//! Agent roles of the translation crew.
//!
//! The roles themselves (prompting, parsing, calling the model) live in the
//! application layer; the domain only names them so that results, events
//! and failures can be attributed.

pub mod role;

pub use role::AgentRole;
+===+
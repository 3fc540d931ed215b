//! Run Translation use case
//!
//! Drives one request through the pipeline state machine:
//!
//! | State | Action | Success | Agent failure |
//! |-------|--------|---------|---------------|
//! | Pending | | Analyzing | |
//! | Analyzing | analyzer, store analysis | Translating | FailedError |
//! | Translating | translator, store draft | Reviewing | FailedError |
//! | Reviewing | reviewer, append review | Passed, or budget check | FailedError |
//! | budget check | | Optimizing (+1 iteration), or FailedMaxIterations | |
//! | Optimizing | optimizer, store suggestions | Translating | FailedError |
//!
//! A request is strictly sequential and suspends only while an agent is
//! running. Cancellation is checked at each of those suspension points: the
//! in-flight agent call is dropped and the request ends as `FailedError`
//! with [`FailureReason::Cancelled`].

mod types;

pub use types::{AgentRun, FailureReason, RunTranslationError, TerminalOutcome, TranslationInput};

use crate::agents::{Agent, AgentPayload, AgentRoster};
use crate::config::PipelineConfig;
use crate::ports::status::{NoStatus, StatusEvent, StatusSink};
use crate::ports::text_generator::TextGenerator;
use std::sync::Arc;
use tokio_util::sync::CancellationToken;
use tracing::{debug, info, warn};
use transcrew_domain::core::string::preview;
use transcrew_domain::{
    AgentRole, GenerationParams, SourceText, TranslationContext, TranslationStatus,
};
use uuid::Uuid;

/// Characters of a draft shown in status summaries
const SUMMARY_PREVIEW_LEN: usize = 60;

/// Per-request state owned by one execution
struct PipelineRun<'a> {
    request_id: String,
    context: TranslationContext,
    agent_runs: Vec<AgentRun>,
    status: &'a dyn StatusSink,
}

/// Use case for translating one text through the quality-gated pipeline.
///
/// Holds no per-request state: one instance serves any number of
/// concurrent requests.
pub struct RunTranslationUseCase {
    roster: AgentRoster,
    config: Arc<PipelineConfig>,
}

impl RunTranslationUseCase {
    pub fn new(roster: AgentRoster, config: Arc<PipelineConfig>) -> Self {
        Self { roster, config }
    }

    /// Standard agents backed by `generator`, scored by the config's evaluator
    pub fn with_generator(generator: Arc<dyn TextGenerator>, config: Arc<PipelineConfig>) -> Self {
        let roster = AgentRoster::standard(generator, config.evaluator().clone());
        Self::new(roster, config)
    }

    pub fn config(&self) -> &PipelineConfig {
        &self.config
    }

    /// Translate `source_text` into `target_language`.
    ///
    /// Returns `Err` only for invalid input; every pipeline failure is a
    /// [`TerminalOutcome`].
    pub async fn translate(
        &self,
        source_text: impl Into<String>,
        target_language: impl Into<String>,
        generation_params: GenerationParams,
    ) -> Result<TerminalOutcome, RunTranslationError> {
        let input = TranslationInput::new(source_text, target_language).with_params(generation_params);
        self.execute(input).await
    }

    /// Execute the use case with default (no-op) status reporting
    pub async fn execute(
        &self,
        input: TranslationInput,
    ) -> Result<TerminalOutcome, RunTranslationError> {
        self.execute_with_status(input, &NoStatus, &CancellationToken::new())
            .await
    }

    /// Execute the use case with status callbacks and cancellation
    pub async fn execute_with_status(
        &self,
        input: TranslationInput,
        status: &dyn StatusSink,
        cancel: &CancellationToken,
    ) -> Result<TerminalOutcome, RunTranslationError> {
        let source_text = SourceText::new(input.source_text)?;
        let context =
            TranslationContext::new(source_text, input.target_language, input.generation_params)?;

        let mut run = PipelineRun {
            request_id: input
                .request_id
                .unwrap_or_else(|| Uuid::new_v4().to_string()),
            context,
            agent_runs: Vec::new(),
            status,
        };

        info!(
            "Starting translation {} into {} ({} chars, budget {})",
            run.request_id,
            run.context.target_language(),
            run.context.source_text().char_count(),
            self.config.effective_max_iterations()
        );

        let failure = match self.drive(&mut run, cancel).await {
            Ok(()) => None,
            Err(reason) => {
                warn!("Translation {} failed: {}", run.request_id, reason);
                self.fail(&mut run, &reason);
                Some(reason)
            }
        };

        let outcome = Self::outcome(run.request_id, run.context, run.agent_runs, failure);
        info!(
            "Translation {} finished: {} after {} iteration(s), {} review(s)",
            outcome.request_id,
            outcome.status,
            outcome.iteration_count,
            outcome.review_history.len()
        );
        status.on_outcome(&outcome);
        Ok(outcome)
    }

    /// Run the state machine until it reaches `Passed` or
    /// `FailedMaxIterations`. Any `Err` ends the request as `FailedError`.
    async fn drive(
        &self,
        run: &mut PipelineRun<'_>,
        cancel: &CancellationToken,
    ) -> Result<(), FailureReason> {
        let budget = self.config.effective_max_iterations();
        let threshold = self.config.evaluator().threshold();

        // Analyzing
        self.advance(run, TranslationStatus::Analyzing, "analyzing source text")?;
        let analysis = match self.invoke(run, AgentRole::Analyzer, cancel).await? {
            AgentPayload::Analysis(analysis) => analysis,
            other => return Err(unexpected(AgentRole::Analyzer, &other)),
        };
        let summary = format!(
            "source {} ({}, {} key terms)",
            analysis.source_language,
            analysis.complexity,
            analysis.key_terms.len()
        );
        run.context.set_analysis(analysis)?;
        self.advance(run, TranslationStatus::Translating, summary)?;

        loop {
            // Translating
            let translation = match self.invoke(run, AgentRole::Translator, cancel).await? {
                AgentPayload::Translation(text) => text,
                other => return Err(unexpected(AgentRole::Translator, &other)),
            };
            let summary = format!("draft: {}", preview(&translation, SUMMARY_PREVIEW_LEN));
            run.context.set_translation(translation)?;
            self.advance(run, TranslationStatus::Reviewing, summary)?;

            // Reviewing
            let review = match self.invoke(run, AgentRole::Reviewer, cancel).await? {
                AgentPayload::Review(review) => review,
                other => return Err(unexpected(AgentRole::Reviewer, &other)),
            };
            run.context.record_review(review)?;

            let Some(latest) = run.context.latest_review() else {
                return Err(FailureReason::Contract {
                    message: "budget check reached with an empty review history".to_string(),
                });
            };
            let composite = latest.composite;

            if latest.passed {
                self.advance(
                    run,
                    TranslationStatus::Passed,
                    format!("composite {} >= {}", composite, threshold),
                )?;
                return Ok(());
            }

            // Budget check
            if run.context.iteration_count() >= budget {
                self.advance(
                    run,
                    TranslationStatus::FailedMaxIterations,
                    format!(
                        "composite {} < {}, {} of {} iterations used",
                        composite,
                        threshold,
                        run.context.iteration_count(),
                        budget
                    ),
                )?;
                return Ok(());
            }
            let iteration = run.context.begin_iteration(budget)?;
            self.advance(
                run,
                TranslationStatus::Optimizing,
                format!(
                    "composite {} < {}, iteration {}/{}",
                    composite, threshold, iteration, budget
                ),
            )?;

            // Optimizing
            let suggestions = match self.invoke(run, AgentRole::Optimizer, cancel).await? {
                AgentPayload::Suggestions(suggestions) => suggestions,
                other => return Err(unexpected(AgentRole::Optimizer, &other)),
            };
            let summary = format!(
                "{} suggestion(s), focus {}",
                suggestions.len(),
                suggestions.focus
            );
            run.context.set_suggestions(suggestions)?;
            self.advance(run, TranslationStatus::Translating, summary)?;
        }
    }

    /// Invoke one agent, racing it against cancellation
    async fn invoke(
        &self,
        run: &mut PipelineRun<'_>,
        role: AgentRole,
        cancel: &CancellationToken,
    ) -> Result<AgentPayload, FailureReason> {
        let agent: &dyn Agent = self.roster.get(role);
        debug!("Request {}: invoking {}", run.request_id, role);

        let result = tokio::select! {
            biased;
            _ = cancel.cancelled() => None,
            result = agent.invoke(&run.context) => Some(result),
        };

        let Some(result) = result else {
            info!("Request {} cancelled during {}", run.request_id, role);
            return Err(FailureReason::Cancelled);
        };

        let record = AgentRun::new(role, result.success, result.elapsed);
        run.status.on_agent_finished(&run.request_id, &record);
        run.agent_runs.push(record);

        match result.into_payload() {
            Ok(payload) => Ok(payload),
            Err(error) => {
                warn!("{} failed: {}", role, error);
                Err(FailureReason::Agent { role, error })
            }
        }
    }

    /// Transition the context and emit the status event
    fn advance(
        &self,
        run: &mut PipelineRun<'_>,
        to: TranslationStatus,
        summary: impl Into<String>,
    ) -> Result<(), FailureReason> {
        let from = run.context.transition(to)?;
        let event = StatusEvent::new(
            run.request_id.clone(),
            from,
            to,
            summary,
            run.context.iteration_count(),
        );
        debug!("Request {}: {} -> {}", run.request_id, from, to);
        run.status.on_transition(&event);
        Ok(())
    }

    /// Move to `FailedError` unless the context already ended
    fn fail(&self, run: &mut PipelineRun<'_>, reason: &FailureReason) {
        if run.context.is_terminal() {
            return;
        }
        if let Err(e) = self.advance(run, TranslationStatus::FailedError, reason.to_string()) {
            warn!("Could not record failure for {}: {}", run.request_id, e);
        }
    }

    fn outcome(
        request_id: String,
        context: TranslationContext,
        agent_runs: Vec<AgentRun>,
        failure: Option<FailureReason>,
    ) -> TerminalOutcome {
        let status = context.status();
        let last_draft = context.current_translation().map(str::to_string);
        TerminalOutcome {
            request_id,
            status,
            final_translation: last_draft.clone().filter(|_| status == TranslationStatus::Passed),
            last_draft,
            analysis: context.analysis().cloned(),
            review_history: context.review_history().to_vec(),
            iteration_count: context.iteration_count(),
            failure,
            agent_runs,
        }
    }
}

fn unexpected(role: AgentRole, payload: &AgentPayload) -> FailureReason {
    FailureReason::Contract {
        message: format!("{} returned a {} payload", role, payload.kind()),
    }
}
+===+
DIRECTIONS FOR THIS TASK -> Every line above carrying the word "message" needs to be shown.

ANSWER AREA ->
                    message: "budget check reached with an empty review history".to_string(),
        message: format!("{} returned a {} payload", role, payload.kind()),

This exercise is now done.